- _ASSIGNED TASK_
Every line of the records counts; transcribe each one exactly.
[DATA RECORDS Boundary: Start]
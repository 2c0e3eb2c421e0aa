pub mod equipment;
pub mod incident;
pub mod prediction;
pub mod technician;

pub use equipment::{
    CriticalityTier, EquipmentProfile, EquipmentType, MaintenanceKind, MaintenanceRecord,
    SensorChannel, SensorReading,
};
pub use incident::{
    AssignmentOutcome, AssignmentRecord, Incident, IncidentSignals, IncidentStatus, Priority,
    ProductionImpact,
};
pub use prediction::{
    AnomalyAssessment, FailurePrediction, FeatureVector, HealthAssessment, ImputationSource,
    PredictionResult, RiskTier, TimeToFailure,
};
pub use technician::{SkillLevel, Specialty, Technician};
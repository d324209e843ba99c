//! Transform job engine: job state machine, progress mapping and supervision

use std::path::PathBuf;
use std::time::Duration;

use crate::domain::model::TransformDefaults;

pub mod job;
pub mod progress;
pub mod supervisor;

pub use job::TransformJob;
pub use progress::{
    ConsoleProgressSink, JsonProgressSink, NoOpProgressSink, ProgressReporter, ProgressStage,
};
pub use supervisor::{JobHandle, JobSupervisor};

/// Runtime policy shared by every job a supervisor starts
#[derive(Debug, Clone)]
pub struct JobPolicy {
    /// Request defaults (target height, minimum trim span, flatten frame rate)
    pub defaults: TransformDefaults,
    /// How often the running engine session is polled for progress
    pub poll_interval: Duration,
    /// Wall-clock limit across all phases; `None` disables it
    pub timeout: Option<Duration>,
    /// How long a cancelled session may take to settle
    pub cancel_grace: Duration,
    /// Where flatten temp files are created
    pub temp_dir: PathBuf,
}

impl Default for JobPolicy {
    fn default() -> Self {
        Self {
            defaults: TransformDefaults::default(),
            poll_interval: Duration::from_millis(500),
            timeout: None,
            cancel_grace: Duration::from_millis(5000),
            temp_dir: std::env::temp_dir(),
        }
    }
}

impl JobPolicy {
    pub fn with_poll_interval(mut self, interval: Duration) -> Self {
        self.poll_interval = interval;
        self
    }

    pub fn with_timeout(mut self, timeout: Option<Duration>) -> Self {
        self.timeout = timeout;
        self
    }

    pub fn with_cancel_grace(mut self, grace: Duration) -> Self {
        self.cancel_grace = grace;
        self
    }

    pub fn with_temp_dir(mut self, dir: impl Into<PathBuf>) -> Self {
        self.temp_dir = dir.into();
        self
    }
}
[DATA RECORDS Boundary: End]
- _WRITTEN RESPONSE_
repository 2c0e3eb2c421e0aa
pub mod equipment;
pub mod incident;
pub mod prediction;
pub mod technician;

pub use equipment::{
    CriticalityTier, EquipmentProfile, EquipmentType, MaintenanceKind, MaintenanceRecord,
    SensorChannel, SensorReading,
};
pub use incident::{
    AssignmentOutcome, AssignmentRecord, Incident, IncidentSignals, IncidentStatus, Priority,
    ProductionImpact,
};
pub use prediction::{
    AnomalyAssessment, FailurePrediction, FeatureVector, HealthAssessment, ImputationSource,
    PredictionResult, RiskTier, TimeToFailure,
};
pub use technician::{SkillLevel, Specialty, Technician};
repository d324209e843ba99c
//! Transform job engine: job state machine, progress mapping and supervision

use std::path::PathBuf;
use std::time::Duration;

use crate::domain::model::TransformDefaults;

pub mod job;
pub mod progress;
pub mod supervisor;

pub use job::TransformJob;
pub use progress::{
    ConsoleProgressSink, JsonProgressSink, NoOpProgressSink, ProgressReporter, ProgressStage,
};
pub use supervisor::{JobHandle, JobSupervisor};

/// Runtime policy shared by every job a supervisor starts
#[derive(Debug, Clone)]
pub struct JobPolicy {
    /// Request defaults (target height, minimum trim span, flatten frame rate)
    pub defaults: TransformDefaults,
    /// How often the running engine session is polled for progress
    pub poll_interval: Duration,
    /// Wall-clock limit across all phases; `None` disables it
    pub timeout: Option<Duration>,
    /// How long a cancelled session may take to settle
    pub cancel_grace: Duration,
    /// Where flatten temp files are created
    pub temp_dir: PathBuf,
}

impl Default for JobPolicy {
    fn default() -> Self {
        Self {
            defaults: TransformDefaults::default(),
            poll_interval: Duration::from_millis(500),
            timeout: None,
            cancel_grace: Duration::from_millis(5000),
            temp_dir: std::env::temp_dir(),
        }
    }
}

impl JobPolicy {
    pub fn with_poll_interval(mut self, interval: Duration) -> Self {
        self.poll_interval = interval;
        self
    }

    pub fn with_timeout(mut self, timeout: Option<Duration>) -> Self {
        self.timeout = timeout;
        self
    }

    pub fn with_cancel_grace(mut self, grace: Duration) -> Self {
        self.cancel_grace = grace;
        self
    }

    pub fn with_temp_dir(mut self, dir: impl Into<PathBuf>) -> Self {
        self.temp_dir = dir.into();
        self
    }
}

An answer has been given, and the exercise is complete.